WIRED: You recently clarified your mission of Facebook into three things: connect everyone, understanding the world, and building the knowledge economy. I’m intrigued by the second part: What does it mean to have Facebook understand the world?

ZUCKERBERG: We’ve been talking about apps and experiences for helping people share and communicate. But over a five-year period, people will start thinking about social networks not just as communication tools, but also knowledge tools. There's all this knowledge being shared, whether in private messages or in Facebook posts on Facebook or structured data through Open Graph, and right now, there isn’t a great way for us to try to surface that to you, either from a search perspective or a discovery perspective. We have a big focus in our company on trying to help make all that knowledge useful to people.

It turns out that between 5 and 10 percent of posts on Facebook are people asking questions to their friends, everything from "Where should I go on this trip?" to "Who should be a drummer for my band?" Those are questions that you wouldn’t ask a traditional search engine. The knowledge probably exists within our system to provide some insight for you. If we can do that, it’ll change how people think about social networks from being just about communication to being about knowledge and answering useful questions. So we’re doing a bunch of things, whether it’s Graph Search or Open Graph or different discovery tools or the Nearby Friends feature we just launched. The app platform plays into this too, because that’s about getting a lot of knowledge and content into the ecosystem that we’re not working on ourselves.

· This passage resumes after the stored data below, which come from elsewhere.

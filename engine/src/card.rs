use std::fmt;

use serde::{Deserialize, Serialize};

/// Number of distinct ranks (Two .. Ace) and suits in a standard deck.
pub const NUM_RANKS: u8 = 13;
pub const NUM_SUITS: u8 = 4;
pub const DECK_SIZE: usize = (NUM_RANKS * NUM_SUITS) as usize;

/// A single playing card packed as `rank * 4 + suit`, rank 0 (Two) .. 12 (Ace),
/// suit 0..3. [`Card::NOCARD`] is the sentinel for an empty slot.
#[derive(Debug, Clone, Copy, PartialEq, Eq, Hash, Serialize, Deserialize)]
pub struct Card(u8);

impl Card {
    pub const NOCARD: Card = Card(0xFF);

    pub fn new(rank: u8, suit: u8) -> Self {
        debug_assert!(rank < NUM_RANKS && suit < NUM_SUITS);
        Card(rank * NUM_SUITS + suit)
    }

    pub fn is_nocard(self) -> bool {
        self.0 == Self::NOCARD.0
    }

    /// Rank in `0..13` (0 = Two, 12 = Ace). Panics on `NOCARD`.
    pub fn rank(self) -> u8 {
        assert!(!self.is_nocard(), "rank() called on NOCARD");
        self.0 / NUM_SUITS
    }

    /// Suit in `0..4`. Panics on `NOCARD`.
    pub fn suit(self) -> u8 {
        assert!(!self.is_nocard(), "suit() called on NOCARD");
        self.0 % NUM_SUITS
    }

    pub fn raw(self) -> u8 {
        self.0
    }

    pub fn from_raw(raw: u8) -> Self {
        Card(raw)
    }
}

impl fmt::Display for Card {
    fn fmt(&self, f: &mut fmt::Formatter<'_>) -> fmt::Result {
        if self.is_nocard() {
            return write!(f, "--");
        }
        const RANKS: [char; 13] = [
            '2', '3', '4', '5', '6', '7', '8', '9', 'T', 'J', 'Q', 'K', 'A',
        ];
        const SUITS: [char; 4] = ['h', 'd', 'c', 's'];
        write!(f, "{}{}", RANKS[self.rank() as usize], SUITS[self.suit() as usize])
    }
}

WIRED: You launched Graph Search a year ago but it’s been a slow adoption.

ZUCKERBERG: Graph Search is still really early. We haven’t even rolled it out on mobile yet, and that’s where most people use our products. We don’t call it a beta because I don’t know if we call anything a beta, but it is really a work in progress. There’s still a lot of content that we haven’t structured yet, so it will be a few more years before we really get through everything. It’s a huge effort, right, where the corpus of information that we’re indexing is bigger than any web search engine that you would find out there. We just have to do it step by step. As we do it, we’re trying to make it useful, but this is a multi-year thing.

>When you put on the headset and you try it out, you really do feel like you’re there within seconds. Then you realize that the system that’s delivering this experience is using commodity hardware with cell phone screens.

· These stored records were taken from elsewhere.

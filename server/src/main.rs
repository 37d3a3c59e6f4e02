use tracing::error;
use tracing_subscriber::EnvFilter;

use holdem_server::driver;

fn parse_seed() -> u64 {
    std::env::args()
        .nth(1)
        .and_then(|arg| arg.parse().ok())
        .unwrap_or(0)
}

#[tokio::main]
async fn main() {
    tracing_subscriber::fmt()
        .with_env_filter(EnvFilter::from_default_env().add_directive(tracing::Level::INFO.into()))
        .init();

    let seed = parse_seed();
    if let Err(err) = driver::run(seed).await {
        error!(%err, "server terminated with an error");
        std::process::exit(1);
    }
}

WIRED: Finally, one question about the Oculus purchase. You’ve said that the acquisition was driven by your belief that some years from now virtual reality could be a dominant computing platform. What made the light bulb go off in your head to trigger that belief?

ZUCKERBERG: I think using it is the biggest thing.

WIRED: What made you feel that -- just like you were saying a couple years ago that Facebook should be "mobile first" -- the company should eventually be "virtually reality first"?

ZUCKERBERG: When you put on the headset and you try it out, you really do feel like you’re there within seconds. Then you realize that the system that’s delivering this experience is using commodity hardware with cellphone screens, and can be manufactured for a low number of hundreds of dollars, and this can be in a lot of people’s hands. It’s something that people talked about for a long time, but I think now the economics and performance are finally there where this could work.

When you think about what it takes to build a mainstream computing platform, communication is probably the most important use case and we bring a lot of experience to that. Gaming is where VR will initially take off. We’ve done a lot of work there, and the Oculus team is extremely strong. I felt like if we combined those efforts, we could build something really special.